- _WORK REQUEST_
In full and without edits, write out the data that follows.
BEGIN EXCERPTED DATA
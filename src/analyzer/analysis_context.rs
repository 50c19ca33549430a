use std::{collections::HashMap, fmt, sync::Arc};

use indexmap::IndexMap;
use tokio_util::sync::CancellationToken;
use tracing::debug;

use crate::{
    analyzer::{AnalyzerError, QueryInfo, ScopeId, ScopeTree, SourceInfo, TableSymbol},
    config::CompilerConfig,
    methods::NameCache,
    schema::{MethodContext, Schema, SchemaProvider},
    types::{RuntimeType, TypeCatalog},
};

/// Part of a query block an expression belongs to.
#[derive(Debug, Clone, Copy, PartialEq, Eq)]
pub enum Clause {
    From,
    JoinCondition,
    Where,
    GroupBy,
    Having,
    Select,
    OrderBy,
    Paging,
}

impl Clause {
    pub fn allows_aggregates(&self) -> bool {
        matches!(self, Clause::Select | Clause::Having | Clause::OrderBy)
    }
}

impl fmt::Display for Clause {
    fn fmt(&self, f: &mut fmt::Formatter<'_>) -> fmt::Result {
        let name = match self {
            Clause::From => "FROM",
            Clause::JoinCondition => "JOIN",
            Clause::Where => "WHERE",
            Clause::GroupBy => "GROUP BY",
            Clause::Having => "HAVING",
            Clause::Select => "SELECT",
            Clause::OrderBy => "ORDER BY",
            Clause::Paging => "SKIP/TAKE",
        };
        write!(f, "{}", name)
    }
}

/// State of the query block currently being analyzed.
pub struct QueryFrame {
    pub scope: ScopeId,
    pub clause: Clause,
    pub info: QueryInfo,
    /// Schema whose table call is being bound; its library resolves
    /// unaliased calls among the table arguments
    pub from_schema: Option<Arc<dyn Schema>>,
}

/// Everything resolvers share while one tree is analyzed.
pub struct AnalysisContext<'a> {
    pub provider: &'a dyn SchemaProvider,
    pub cache: &'a NameCache,
    pub config: &'a CompilerConfig,
    pub cancel: &'a CancellationToken,
    pub scopes: ScopeTree,
    frames: Vec<QueryFrame>,
    queries: IndexMap<usize, QueryInfo>,
    schemas: HashMap<String, Arc<dyn Schema>>,
    next_query: usize,
    next_alias: usize,
}

impl<'a> AnalysisContext<'a> {
    pub fn new(provider: &'a dyn SchemaProvider, cache: &'a NameCache, config: &'a CompilerConfig, cancel: &'a CancellationToken) -> Self {
        Self {
            provider,
            cache,
            config,
            cancel,
            scopes: ScopeTree::new(),
            frames: Vec::new(),
            queries: IndexMap::new(),
            schemas: HashMap::new(),
            next_query: 0,
            next_alias: 0,
        }
    }

    pub fn catalog(&self) -> &'a TypeCatalog {
        let provider: &'a dyn SchemaProvider = self.provider;
        provider.type_catalog()
    }

    pub fn method_context(&self) -> MethodContext<'a> {
        MethodContext { catalog: self.catalog(), cache: self.cache }
    }

    pub fn check_cancelled(&self) -> Result<(), AnalyzerError> {
        if self.cancel.is_cancelled() { Err(AnalyzerError::Cancelled) } else { Ok(()) }
    }

    /// Schema by name, fetched from the provider once per analysis.
    pub fn schema(&mut self, name: &str) -> Result<Arc<dyn Schema>, AnalyzerError> {
        if let Some(schema) = self.schemas.get(name) {
            return Ok(schema.clone());
        }
        self.check_cancelled()?;
        let schema = self.provider.schema(name, self.cancel)?;
        debug!(schema = name, "schema bound");
        self.schemas.insert(name.to_string(), schema.clone());
        Ok(schema)
    }

    /// Open a query block in a child scope of the enclosing one; returns its id.
    pub fn open_query(&mut self) -> usize {
        let id = self.next_query;
        self.next_query += 1;
        let parent = self.scope();
        let scope = self.scopes.child(parent);
        self.frames.push(QueryFrame { scope, clause: Clause::From, info: QueryInfo::new(id), from_schema: None });
        id
    }

    pub fn close_query(&mut self) -> Result<QueryFrame, AnalyzerError> {
        self.frames.pop().ok_or_else(|| AnalyzerError::unexpected("an open query block", "end of query"))
    }

    pub fn store_query(&mut self, info: QueryInfo) {
        self.queries.insert(info.id, info);
    }

    pub fn frame(&self) -> Result<&QueryFrame, AnalyzerError> {
        self.frames.last().ok_or_else(|| AnalyzerError::unexpected("a query block", "expression outside of a query"))
    }

    pub fn frame_mut(&mut self) -> Result<&mut QueryFrame, AnalyzerError> {
        self.frames.last_mut().ok_or_else(|| AnalyzerError::unexpected("a query block", "expression outside of a query"))
    }

    pub fn scope(&self) -> ScopeId {
        self.frames.last().map(|f| f.scope).unwrap_or_else(|| self.scopes.root())
    }

    pub fn clause(&self) -> Option<Clause> {
        self.frames.last().map(|f| f.clause)
    }

    pub fn set_clause(&mut self, clause: Clause) {
        if let Some(frame) = self.frames.last_mut() {
            frame.clause = clause;
        }
    }

    /// Alias for a source written without one, e.g. `_files1`.
    pub fn auto_alias(&mut self, method: &str) -> String {
        self.next_alias += 1;
        format!("{}{}{}", self.config.auto_alias_prefix, method.to_lowercase(), self.next_alias)
    }

    /// Register a bound source in the current scope and query block.
    pub fn define_source(&mut self, symbol: TableSymbol, args: Vec<RuntimeType>) -> Result<(), AnalyzerError> {
        let scope = self.scope();
        self.scopes.define(scope, symbol.clone())?;
        let frame = self.frame_mut()?;
        let info = SourceInfo {
            query_id: frame.info.id,
            alias: symbol.alias.clone(),
            schema: symbol.schema,
            table: symbol.table,
            entity: symbol.entity_type,
            args,
            columns: symbol.columns,
            used_columns: Default::default(),
            pushed_where: None,
            hints: None,
            nullable_side: false,
        };
        frame.info.sources.insert(symbol.alias, info);
        Ok(())
    }

    /// Move the sources behind `aliases` to the optional side of an outer
    /// join or apply.
    pub fn mark_nullable(&mut self, aliases: &[String]) -> Result<(), AnalyzerError> {
        let scope = self.scope();
        for alias in aliases {
            let Some(symbol) = self.scopes.lookup(scope, alias).map(TableSymbol::on_nullable_side) else {
                continue;
            };
            self.scopes.replace(scope, symbol);
            if let Some(source) = self.frame_mut()?.info.sources.get_mut(alias) {
                source.nullable_side = true;
            }
        }
        Ok(())
    }

    /// Record that `alias.column` is read, in whichever open block owns the alias.
    pub fn mark_used(&mut self, alias: &str, column: &str) {
        if let Some(frame) = self.frames.iter_mut().rev().find(|f| f.info.sources.contains_key(alias)) {
            frame.info.mark_used(alias, column);
        }
    }

    pub fn into_queries(self) -> IndexMap<usize, QueryInfo> {
        self.queries
    }
}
END EXCERPTED DATA
- _SOLUTION TO THIS EXERCISE_
filename src/analyzer/analysis_context.rs
repository 50c19ca33549430a
use std::{collections::HashMap, fmt, sync::Arc};

use indexmap::IndexMap;
use tokio_util::sync::CancellationToken;
use tracing::debug;

use crate::{
    analyzer::{AnalyzerError, QueryInfo, ScopeId, ScopeTree, SourceInfo, TableSymbol},
    config::CompilerConfig,
    methods::NameCache,
    schema::{MethodContext, Schema, SchemaProvider},
    types::{RuntimeType, TypeCatalog},
};

/// Part of a query block an expression belongs to.
#[derive(Debug, Clone, Copy, PartialEq, Eq)]
pub enum Clause {
    From,
    JoinCondition,
    Where,
    GroupBy,
    Having,
    Select,
    OrderBy,
    Paging,
}

impl Clause {
    pub fn allows_aggregates(&self) -> bool {
        matches!(self, Clause::Select | Clause::Having | Clause::OrderBy)
    }
}

impl fmt::Display for Clause {
    fn fmt(&self, f: &mut fmt::Formatter<'_>) -> fmt::Result {
        let name = match self {
            Clause::From => "FROM",
            Clause::JoinCondition => "JOIN",
            Clause::Where => "WHERE",
            Clause::GroupBy => "GROUP BY",
            Clause::Having => "HAVING",
            Clause::Select => "SELECT",
            Clause::OrderBy => "ORDER BY",
            Clause::Paging => "SKIP/TAKE",
        };
        write!(f, "{}", name)
    }
}

/// State of the query block currently being analyzed.
pub struct QueryFrame {
    pub scope: ScopeId,
    pub clause: Clause,
    pub info: QueryInfo,
    /// Schema whose table call is being bound; its library resolves
    /// unaliased calls among the table arguments
    pub from_schema: Option<Arc<dyn Schema>>,
}

/// Everything resolvers share while one tree is analyzed.
pub struct AnalysisContext<'a> {
    pub provider: &'a dyn SchemaProvider,
    pub cache: &'a NameCache,
    pub config: &'a CompilerConfig,
    pub cancel: &'a CancellationToken,
    pub scopes: ScopeTree,
    frames: Vec<QueryFrame>,
    queries: IndexMap<usize, QueryInfo>,
    schemas: HashMap<String, Arc<dyn Schema>>,
    next_query: usize,
    next_alias: usize,
}

impl<'a> AnalysisContext<'a> {
    pub fn new(provider: &'a dyn SchemaProvider, cache: &'a NameCache, config: &'a CompilerConfig, cancel: &'a CancellationToken) -> Self {
        Self {
            provider,
            cache,
            config,
            cancel,
            scopes: ScopeTree::new(),
            frames: Vec::new(),
            queries: IndexMap::new(),
            schemas: HashMap::new(),
            next_query: 0,
            next_alias: 0,
        }
    }

    pub fn catalog(&self) -> &'a TypeCatalog {
        let provider: &'a dyn SchemaProvider = self.provider;
        provider.type_catalog()
    }

    pub fn method_context(&self) -> MethodContext<'a> {
        MethodContext { catalog: self.catalog(), cache: self.cache }
    }

    pub fn check_cancelled(&self) -> Result<(), AnalyzerError> {
        if self.cancel.is_cancelled() { Err(AnalyzerError::Cancelled) } else { Ok(()) }
    }

    /// Schema by name, fetched from the provider once per analysis.
    pub fn schema(&mut self, name: &str) -> Result<Arc<dyn Schema>, AnalyzerError> {
        if let Some(schema) = self.schemas.get(name) {
            return Ok(schema.clone());
        }
        self.check_cancelled()?;
        let schema = self.provider.schema(name, self.cancel)?;
        debug!(schema = name, "schema bound");
        self.schemas.insert(name.to_string(), schema.clone());
        Ok(schema)
    }

    /// Open a query block in a child scope of the enclosing one; returns its id.
    pub fn open_query(&mut self) -> usize {
        let id = self.next_query;
        self.next_query += 1;
        let parent = self.scope();
        let scope = self.scopes.child(parent);
        self.frames.push(QueryFrame { scope, clause: Clause::From, info: QueryInfo::new(id), from_schema: None });
        id
    }

    pub fn close_query(&mut self) -> Result<QueryFrame, AnalyzerError> {
        self.frames.pop().ok_or_else(|| AnalyzerError::unexpected("an open query block", "end of query"))
    }

    pub fn store_query(&mut self, info: QueryInfo) {
        self.queries.insert(info.id, info);
    }

    pub fn frame(&self) -> Result<&QueryFrame, AnalyzerError> {
        self.frames.last().ok_or_else(|| AnalyzerError::unexpected("a query block", "expression outside of a query"))
    }

    pub fn frame_mut(&mut self) -> Result<&mut QueryFrame, AnalyzerError> {
        self.frames.last_mut().ok_or_else(|| AnalyzerError::unexpected("a query block", "expression outside of a query"))
    }

    pub fn scope(&self) -> ScopeId {
        self.frames.last().map(|f| f.scope).unwrap_or_else(|| self.scopes.root())
    }

    pub fn clause(&self) -> Option<Clause> {
        self.frames.last().map(|f| f.clause)
    }

    pub fn set_clause(&mut self, clause: Clause) {
        if let Some(frame) = self.frames.last_mut() {
            frame.clause = clause;
        }
    }

    /// Alias for a source written without one, e.g. `_files1`.
    pub fn auto_alias(&mut self, method: &str) -> String {
        self.next_alias += 1;
        format!("{}{}{}", self.config.auto_alias_prefix, method.to_lowercase(), self.next_alias)
    }

    /// Register a bound source in the current scope and query block.
    pub fn define_source(&mut self, symbol: TableSymbol, args: Vec<RuntimeType>) -> Result<(), AnalyzerError> {
        let scope = self.scope();
        self.scopes.define(scope, symbol.clone())?;
        let frame = self.frame_mut()?;
        let info = SourceInfo {
            query_id: frame.info.id,
            alias: symbol.alias.clone(),
            schema: symbol.schema,
            table: symbol.table,
            entity: symbol.entity_type,
            args,
            columns: symbol.columns,
            used_columns: Default::default(),
            pushed_where: None,
            hints: None,
            nullable_side: false,
        };
        frame.info.sources.insert(symbol.alias, info);
        Ok(())
    }

    /// Move the sources behind `aliases` to the optional side of an outer
    /// join or apply.
    pub fn mark_nullable(&mut self, aliases: &[String]) -> Result<(), AnalyzerError> {
        let scope = self.scope();
        for alias in aliases {
            let Some(symbol) = self.scopes.lookup(scope, alias).map(TableSymbol::on_nullable_side) else {
                continue;
            };
            self.scopes.replace(scope, symbol);
            if let Some(source) = self.frame_mut()?.info.sources.get_mut(alias) {
                source.nullable_side = true;
            }
        }
        Ok(())
    }

    /// Record that `alias.column` is read, in whichever open block owns the alias.
    pub fn mark_used(&mut self, alias: &str, column: &str) {
        if let Some(frame) = self.frames.iter_mut().rev().find(|f| f.info.sources.contains_key(alias)) {
            frame.info.mark_used(alias, column);
        }
    }

    pub fn into_queries(self) -> IndexMap<usize, QueryInfo> {
        self.queries
    }
}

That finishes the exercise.